With selections that should cause less controversy than this year's National Book Awards choices, the Joseph-Beth Group, which bills itself as "the country's largest independent bookselling group," has announced its first Book of the Year Awards program. The winners were chosen in four categories by booksellers at the six Joseph-Beth and Davis-Kidd bookstores in Kentucky, Tennessee and Ohio. (Another Joseph-Beth store opens later this month in Pittsburgh, Pa.) The titles will be decorated with special gold foil seals and be displayed prominently in each store. A congratulatory gift has also been sent to each author.

The "best of the best from this publishing season" are:

Fiction:Shadow of the Wind by Carlos Ruiz Zafon (Penguin Press)

Nonfiction:Dress Your Family in Corduroy and Denim by David Sedaris (Little, Brown)

Kids' Illustrated:Knuffle Bunny by Mo Willems (Hyperion Books for Children)

Kids' Non-Illustrated:Eragon by Christopher Paolini (Knopf Books for Young Readers)

Michele Sulka, Joseph-Beth's v-p of marketing, credited the idea for the awards to Wendi Gratz, a Davis-Kidd manager who left the company last month to become a children's rep at Random House. At BEA, Gratz noticed the impact well-known stores like Tattered Cover have on books they champion, Sulka said, and proposed the awards as a way for Joseph-Beth to push books to customers—and publishers—in a more prominent manner. "It's a nice way to pick out our favorites and make sure everyone else loves them, too," Sulka said.
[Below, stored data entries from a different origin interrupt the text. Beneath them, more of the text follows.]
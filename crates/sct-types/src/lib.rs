//! Shared types for the SCT checking engine.
//!
//! This crate defines the program-tree AST, the parts mappings used to
//! address sub-structures of a node, runtime values, source spans, parse
//! errors, and the execution-service contract that the checker drives.

mod error;
mod span;
pub mod ast;
pub mod parts;
pub mod process;
pub mod value;

pub use error::{ErrorCategory, ErrorCode, ParseError, ParseErrors, MAX_ERRORS};
pub use span::{SourceFile, Span};

/// Result type used by the parsing stages.
pub type Result<T> = std::result::Result<T, ParseError>;
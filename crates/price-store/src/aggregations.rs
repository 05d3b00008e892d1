//! Cross-dimension aggregations for the dashboard summary
//!
//! Every aggregation runs over the whole collection, not just the latest
//! prices. Groups use the normalized label; the first spelling seen is what
//! gets reported. Output is ordered by normalized label.

use rust_decimal::Decimal;
use serde::Serialize;
use std::collections::BTreeMap;

use crate::store::{PriceStore, StoredObservation};

/// Mean price of one commodity
#[derive(Debug, Clone, PartialEq, Serialize)]
pub struct CommodityAverage {
    pub commodity_name: String,
    pub avg_price: Decimal,
    pub count: usize,
}

/// Mean price in one region
#[derive(Debug, Clone, PartialEq, Serialize)]
pub struct RegionAverage {
    pub region: String,
    pub avg_price: Decimal,
    pub count: usize,
}

/// Share of observations belonging to one commodity
#[derive(Debug, Clone, PartialEq, Serialize)]
pub struct DistributionSlice {
    pub commodity_name: String,
    pub count: usize,
    /// count / total observations, in [0, 1]
    pub share: f64,
}

/// Everything the summary view renders
#[derive(Debug, Clone, PartialEq, Serialize)]
pub struct DashboardSummary {
    pub by_commodity: Vec<CommodityAverage>,
    pub by_region: Vec<RegionAverage>,
    pub distribution: Vec<DistributionSlice>,
    pub total_observations: usize,
}

/// Exact sum while it fits in a `Decimal`, plus a running mean that is
/// used once the sum overflows
#[derive(Debug)]
struct Accumulator<'a> {
    label: &'a str,
    total: Option<Decimal>,
    running_mean: Decimal,
    count: usize,
}

impl<'a> Accumulator<'a> {
    fn new(label: &'a str) -> Self {
        Self {
            label,
            total: Some(Decimal::ZERO),
            running_mean: Decimal::ZERO,
            count: 0,
        }
    }

    fn push(&mut self, price: Decimal) {
        self.count += 1;
        self.total = self.total.and_then(|total| total.checked_add(price));
        self.running_mean = price
            .checked_sub(self.running_mean)
            .and_then(|delta| delta.checked_div(Decimal::from(self.count)))
            .and_then(|step| self.running_mean.checked_add(step))
            .unwrap_or(self.running_mean);
    }

    fn mean(&self) -> Decimal {
        self.total
            .and_then(|total| total.checked_div(Decimal::from(self.count)))
            .unwrap_or(self.running_mean)
    }
}

/// Sum and count per normalized key
fn group_by<'a, F>(records: &'a [StoredObservation], pick: F) -> BTreeMap<&'a str, Accumulator<'a>>
where
    F: Fn(&'a StoredObservation) -> (&'a str, &'a str),
{
    let mut groups: BTreeMap<&str, Accumulator> = BTreeMap::new();

    for record in records {
        let (key, label) = pick(record);
        groups
            .entry(key)
            .or_insert_with(|| Accumulator::new(label))
            .push(record.obs.price);
    }

    groups
}

fn by_commodity(records: &[StoredObservation]) -> BTreeMap<&str, Accumulator<'_>> {
    group_by(records, |r| (r.key.commodity.as_str(), r.obs.commodity_name.as_str()))
}

fn by_region(records: &[StoredObservation]) -> BTreeMap<&str, Accumulator<'_>> {
    group_by(records, |r| (r.key.region.as_str(), r.obs.region.as_str()))
}

impl PriceStore {
    /// Mean price and observation count per commodity
    pub fn average_price_by_commodity(&self) -> Vec<CommodityAverage> {
        self.with_records(|records| {
            by_commodity(records)
                .into_values()
                .map(|acc| CommodityAverage {
                    commodity_name: acc.label.to_string(),
                    avg_price: acc.mean(),
                    count: acc.count,
                })
                .collect()
        })
    }

    /// Mean price and observation count per region
    pub fn average_price_by_region(&self) -> Vec<RegionAverage> {
        self.with_records(|records| {
            by_region(records)
                .into_values()
                .map(|acc| RegionAverage {
                    region: acc.label.to_string(),
                    avg_price: acc.mean(),
                    count: acc.count,
                })
                .collect()
        })
    }

    /// Observation count per commodity with its share of the total
    pub fn commodity_distribution(&self) -> Vec<DistributionSlice> {
        self.with_records(|records| {
            let total = records.len();
            by_commodity(records)
                .into_values()
                .map(|acc| DistributionSlice {
                    commodity_name: acc.label.to_string(),
                    count: acc.count,
                    share: acc.count as f64 / total as f64,
                })
                .collect()
        })
    }

    /// All three aggregations from one consistent read
    pub fn summary(&self) -> DashboardSummary {
        self.with_records(|records| {
            let total = records.len();
            let commodities = by_commodity(records);

            let by_commodity = commodities
                .values()
                .map(|acc| CommodityAverage {
                    commodity_name: acc.label.to_string(),
                    avg_price: acc.mean(),
                    count: acc.count,
                })
                .collect();

            let distribution = commodities
                .values()
                .map(|acc| DistributionSlice {
                    commodity_name: acc.label.to_string(),
                    count: acc.count,
                    share: acc.count as f64 / total as f64,
                })
                .collect();

            let by_region = by_region(records)
                .into_values()
                .map(|acc| RegionAverage {
                    region: acc.label.to_string(),
                    avg_price: acc.mean(),
                    count: acc.count,
                })
                .collect();

            DashboardSummary {
                by_commodity,
                by_region,
                distribution,
                total_observations: total,
            }
        })
    }
}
During the summer, the company solicited nominations of titles published during the past year, and booksellers—but no corporate staff—voted from a shortlist. The stores are setting up bigger displays and are "hoping to get local press, too," Sulka said. Coincidentally, each winning author has appeared at at least one Joseph-Beth or Davis-Kidd store. "Maybe this will draw them back for their next books," Sulka added.

The fiction winner, Shadow of the Wind, has already benefited from some passionate handselling at Joseph-Beth. A bookseller in the company's Cincinnati store handsold "hundreds and hundreds of copies of the book when it was a $30 hardcover by no one anyone had heard of," Sulka said.

Joseph-Beth, which was founded in 1986 and won Publishers Weekly's Bookseller of the Year in 1996, plans to give the awards annually.